# GOAL OF THE EXERCISE:
Can you output the records below exactly as they are written?

Saved data entries

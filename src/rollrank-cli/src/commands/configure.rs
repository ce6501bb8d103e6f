//! Configuration command handlers
//!
//! Handles the `configure` subcommand for setting up rollrank CLI defaults.

use crate::config::Config;
use anyhow::Result;
use rollrank::MappingPolicy;
use std::path::PathBuf;

/// Values given to `configure`; `None` leaves a setting unchanged
#[derive(Debug, Default)]
pub struct ConfigUpdate {
    pub input: Option<PathBuf>,
    pub mapping_output: Option<PathBuf>,
    pub reduced_output: Option<PathBuf>,
    pub fetch_command: Option<Vec<String>>,
    pub policy: Option<MappingPolicy>,
}

impl ConfigUpdate {
    fn is_empty(&self) -> bool {
        self.input.is_none()
            && self.mapping_output.is_none()
            && self.reduced_output.is_none()
            && self.fetch_command.is_none()
            && self.policy.is_none()
    }

    fn apply(self, config: &mut Config) {
        if let Some(input) = self.input {
            config.input = Some(input);
        }
        if let Some(output) = self.mapping_output {
            config.mapping_output = Some(output);
        }
        if let Some(output) = self.reduced_output {
            config.reduced_output = Some(output);
        }
        if let Some(command) = self.fetch_command {
            config.fetch_command = Some(command);
        }
        if let Some(policy) = self.policy {
            config.policy = Some(policy);
        }
    }
}

/// Handle the configure command
pub fn handle(update: ConfigUpdate, show: bool) -> Result<()> {
    let mut config = Config::load()?;

    if show {
        show_config(&config);
        return Ok(());
    }

    if update.is_empty() {
        show_usage();
        return Ok(());
    }

    update.apply(&mut config);
    config.save()?;

    println!("Configuration saved");
    if let Ok(path) = Config::config_path() {
        println!("Config saved to: {}", path.display());
    }

    Ok(())
}

fn show_config(config: &Config) {
    println!("{:<16} {}", "Input:", config.input().display());
    println!("{:<16} {}", "Mapping output:", config.mapping_output().display());
    println!("{:<16} {}", "Reduced output:", config.reduced_output().display());
    println!("{:<16} {}", "Fetch command:", config.fetch_command().join(" "));
    println!("{:<16} {}", "Policy:", config.policy());

    if let Ok(path) = Config::config_path() {
        println!("Config file: {}", path.display());
    }
}

fn show_usage() {
    println!("Usage: rollrank configure --input PATH --policy ascending-hash");
    println!("   or: rollrank configure --fetch-command python3 backend/get_light.py");
    println!("   or: rollrank configure --show");
}

#[cfg(test)]
mod tests {
    use super::*;

    #[test]
    fn test_apply_update() {
        let mut config = Config {
            input: Some(PathBuf::from("old.json")),
            reduced_output: Some(PathBuf::from("keep.json")),
            ..Default::default()
        };

        let update = ConfigUpdate {
            input: Some(PathBuf::from("new.json")),
            policy: Some(MappingPolicy::FirstSeenEnhanced),
            ..Default::default()
        };
        assert!(!update.is_empty());
        update.apply(&mut config);

        assert_eq!(config.input, Some(PathBuf::from("new.json")));
        assert_eq!(config.reduced_output, Some(PathBuf::from("keep.json")));
        assert_eq!(config.policy, Some(MappingPolicy::FirstSeenEnhanced));
    }

    #[test]
    fn test_empty_update() {
        assert!(ConfigUpdate::default().is_empty());
    }
}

# EXERCISE RESPONSE:
filename src/rollrank-cli/src/commands/configure.rs
repository ce6501bb8d103e6f
//! Configuration command handlers
//!
//! Handles the `configure` subcommand for setting up rollrank CLI defaults.

use crate::config::Config;
use anyhow::Result;
use rollrank::MappingPolicy;
use std::path::PathBuf;

/// Values given to `configure`; `None` leaves a setting unchanged
#[derive(Debug, Default)]
pub struct ConfigUpdate {
    pub input: Option<PathBuf>,
    pub mapping_output: Option<PathBuf>,
    pub reduced_output: Option<PathBuf>,
    pub fetch_command: Option<Vec<String>>,
    pub policy: Option<MappingPolicy>,
}

impl ConfigUpdate {
    fn is_empty(&self) -> bool {
        self.input.is_none()
            && self.mapping_output.is_none()
            && self.reduced_output.is_none()
            && self.fetch_command.is_none()
            && self.policy.is_none()
    }

    fn apply(self, config: &mut Config) {
        if let Some(input) = self.input {
            config.input = Some(input);
        }
        if let Some(output) = self.mapping_output {
            config.mapping_output = Some(output);
        }
        if let Some(output) = self.reduced_output {
            config.reduced_output = Some(output);
        }
        if let Some(command) = self.fetch_command {
            config.fetch_command = Some(command);
        }
        if let Some(policy) = self.policy {
            config.policy = Some(policy);
        }
    }
}

/// Handle the configure command
pub fn handle(update: ConfigUpdate, show: bool) -> Result<()> {
    let mut config = Config::load()?;

    if show {
        show_config(&config);
        return Ok(());
    }

    if update.is_empty() {
        show_usage();
        return Ok(());
    }

    update.apply(&mut config);
    config.save()?;

    println!("Configuration saved");
    if let Ok(path) = Config::config_path() {
        println!("Config saved to: {}", path.display());
    }

    Ok(())
}

fn show_config(config: &Config) {
    println!("{:<16} {}", "Input:", config.input().display());
    println!("{:<16} {}", "Mapping output:", config.mapping_output().display());
    println!("{:<16} {}", "Reduced output:", config.reduced_output().display());
    println!("{:<16} {}", "Fetch command:", config.fetch_command().join(" "));
    println!("{:<16} {}", "Policy:", config.policy());

    if let Ok(path) = Config::config_path() {
        println!("Config file: {}", path.display());
    }
}

fn show_usage() {
    println!("Usage: rollrank configure --input PATH --policy ascending-hash");
    println!("   or: rollrank configure --fetch-command python3 backend/get_light.py");
    println!("   or: rollrank configure --show");
}

#[cfg(test)]
mod tests {
    use super::*;

    #[test]
    fn test_apply_update() {
        let mut config = Config {
            input: Some(PathBuf::from("old.json")),
            reduced_output: Some(PathBuf::from("keep.json")),
            ..Default::default()
        };

        let update = ConfigUpdate {
            input: Some(PathBuf::from("new.json")),
            policy: Some(MappingPolicy::FirstSeenEnhanced),
            ..Default::default()
        };
        assert!(!update.is_empty());
        update.apply(&mut config);

        assert_eq!(config.input, Some(PathBuf::from("new.json")));
        assert_eq!(config.reduced_output, Some(PathBuf::from("keep.json")));
        assert_eq!(config.policy, Some(MappingPolicy::FirstSeenEnhanced));
    }

    #[test]
    fn test_empty_update() {
        assert!(ConfigUpdate::default().is_empty());
    }
}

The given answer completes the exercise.